AbstractThe propagation of the membrane tension perturbations is a, potentially, essential mechanism of the mechanical signal transduction along surfaces of live cells. The efficiency of this process is determined by the propagation speed, which turned to be a hot and a controversial topic of the Cell Biophysics. In a stark contrast to the earlier results and expectations, the recent studies in several cell types revealed a wide range of the tension propagation speeds beginning from the strikingly low ones challenging the significance of the process and up to relatively high biologically relevant rates. The previously suggested models of the tension propagation have been based on assuming an unrealistic softness of the membranes for the stretching-compression deformations, which challenges the model ability to account for the observations. Here, we consider a different physics of the generation and the propagation of tension perturbations in cell membranes.
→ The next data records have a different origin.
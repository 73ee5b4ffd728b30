//! Producer-kind compatibility with hub specializations.
//!
//! A machine kind's compatibility is decided in three tiers:
//!
//! 1. **Override** -- a `haulage.specialization` custom field on the machine
//!    definition names the responsible specialization exactly. A value that
//!    does not parse is logged and ignored.
//! 2. **Known machines** -- a fixed table for kinds whose rule data points the
//!    wrong way (a worm bin eats vegetables but is fishing equipment).
//! 3. **Heuristic** -- the categories and tags of rule inputs and outputs are
//!    intersected with each specialization's tables.
//!
//! Tier verdicts depend only on frozen definitions and are cached in the
//! registry. The one input that is *not* cached is the held product: a
//! product no specialization claims makes a heuristically-incompatible
//! machine compatible with every hub, so unknown content never gets stuck.

use crate::id::{ItemTypeId, MachineTypeId};
use crate::item::ItemStack;
use crate::registry::{InputMatch, MachineDef, Registry};
use crate::specialization::Specialization;
use std::collections::HashMap;
use std::sync::RwLock;

/// Custom-field key carrying an explicit specialization override.
pub const SPECIALIZATION_FIELD: &str = "haulage.specialization";

/// Kinds whose rule data is misleading.
const KNOWN_MACHINES: &[(&str, &[Specialization])] = &[
    ("Worm Bin", &[Specialization::Fishing]),
    ("Bait Maker", &[Specialization::Fishing]),
    ("Recycling Machine", &[Specialization::Fishing]),
    ("Crystalarium", &[Specialization::Mining]),
    ("Tapper", &[Specialization::Forestry]),
    ("Heavy Tapper", &[Specialization::Forestry]),
    ("Mushroom Log", &[Specialization::Forestry]),
    ("Bee House", &[Specialization::Farming]),
    ("Seed Maker", &[Specialization::Farming]),
    ("Cask", &[]),
];

/// Definition-only verdict for one (machine kind, specialization) pair.
#[derive(Debug, Clone, Copy, PartialEq, Eq)]
pub(crate) enum KindVerdict {
    Override(bool),
    Known(bool),
    Heuristic(bool),
}

/// Read-through cache of [`KindVerdict`]s, owned by the registry.
#[derive(Debug, Default)]
pub struct CompatCache {
    verdicts: RwLock<HashMap<(MachineTypeId, Specialization), KindVerdict>>,
}

impl CompatCache {
    fn get_or_insert_with(
        &self,
        key: (MachineTypeId, Specialization),
        compute: impl FnOnce() -> KindVerdict,
    ) -> KindVerdict {
        if let Some(v) = self
            .verdicts
            .read()
            .unwrap_or_else(|poisoned| poisoned.into_inner())
            .get(&key)
        {
            return *v;
        }
        let verdict = compute();
        self.verdicts
            .write()
            .unwrap_or_else(|poisoned| poisoned.into_inner())
            .insert(key, verdict);
        verdict
    }

    /// Number of cached verdicts.
    pub fn len(&self) -> usize {
        self.verdicts
            .read()
            .unwrap_or_else(|poisoned| poisoned.into_inner())
            .len()
    }

    pub fn is_empty(&self) -> bool {
        self.len() == 0
    }
}

/// Whether a generic machine may be serviced by a hub of `specialization`.
pub fn machine_compatible(
    registry: &Registry,
    machine: MachineTypeId,
    specialization: Specialization,
    held: Option<&ItemStack>,
) -> bool {
    let verdict = registry
        .compat_cache()
        .get_or_insert_with((machine, specialization), || {
            kind_verdict(registry, machine, specialization)
        });
    match verdict {
        KindVerdict::Override(v) | KindVerdict::Known(v) => v,
        KindVerdict::Heuristic(true) => true,
        KindVerdict::Heuristic(false) => held.is_some_and(|h| registry.is_unclassified(h.item)),
    }
}

pub(crate) fn kind_verdict(
    registry: &Registry,
    machine: MachineTypeId,
    specialization: Specialization,
) -> KindVerdict {
    let Some(def) = registry.get_machine(machine) else {
        return KindVerdict::Known(false);
    };

    if let Some(raw) = def.custom_fields.get(SPECIALIZATION_FIELD) {
        match raw.parse::<Specialization>() {
            Ok(tagged) => return KindVerdict::Override(tagged == specialization),
            Err(err) => tracing::warn!(
                machine = %def.name,
                value = %raw,
                %err,
                "ignoring malformed specialization override"
            ),
        }
    }

    if let Some((_, specs)) = KNOWN_MACHINES.iter().find(|(name, _)| *name == def.name) {
        return KindVerdict::Known(specs.contains(&specialization));
    }

    KindVerdict::Heuristic(heuristic(registry, def, specialization))
}

fn heuristic(registry: &Registry, def: &MachineDef, specialization: Specialization) -> bool {
    def.rules.iter().any(|rule| {
        input_claimed(registry, &rule.trigger.input, specialization)
            || item_claimed(registry, rule.output.item, specialization)
    })
}

fn input_claimed(registry: &Registry, input: &InputMatch, specialization: Specialization) -> bool {
    match input {
        InputMatch::Item(id) => item_claimed(registry, *id, specialization),
        InputMatch::Category(category) => specialization.covers_category(*category),
        InputMatch::Tag(tag) => specialization.covers_tag(tag),
    }
}

fn item_claimed(
    registry: &Registry,
    item: ItemTypeId,
    specialization: Specialization,
) -> bool {
    registry.get_item(item).is_some_and(|def| {
        specialization.covers_category(def.category)
            || def.tags.iter().any(|t| specialization.covers_tag(t))
    })
}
We propose the tension to be controlled by an intra-cellular pressure and the propagation of the tension perturbations to be mediated by a membrane area redistribution between compartments, to which cell membranes are divided by the proteinic barriers, according to the picket-fence model. Using the established elastic features of cell membranes including their effective non-stretchability, this mechanism quantitatively accounts for the slowness of the propagation process and gives a natural explanation of the wide range of the observed propagation speeds. The model predictions are amenable to a direct experimental verification by controlled osmotic pressure variations.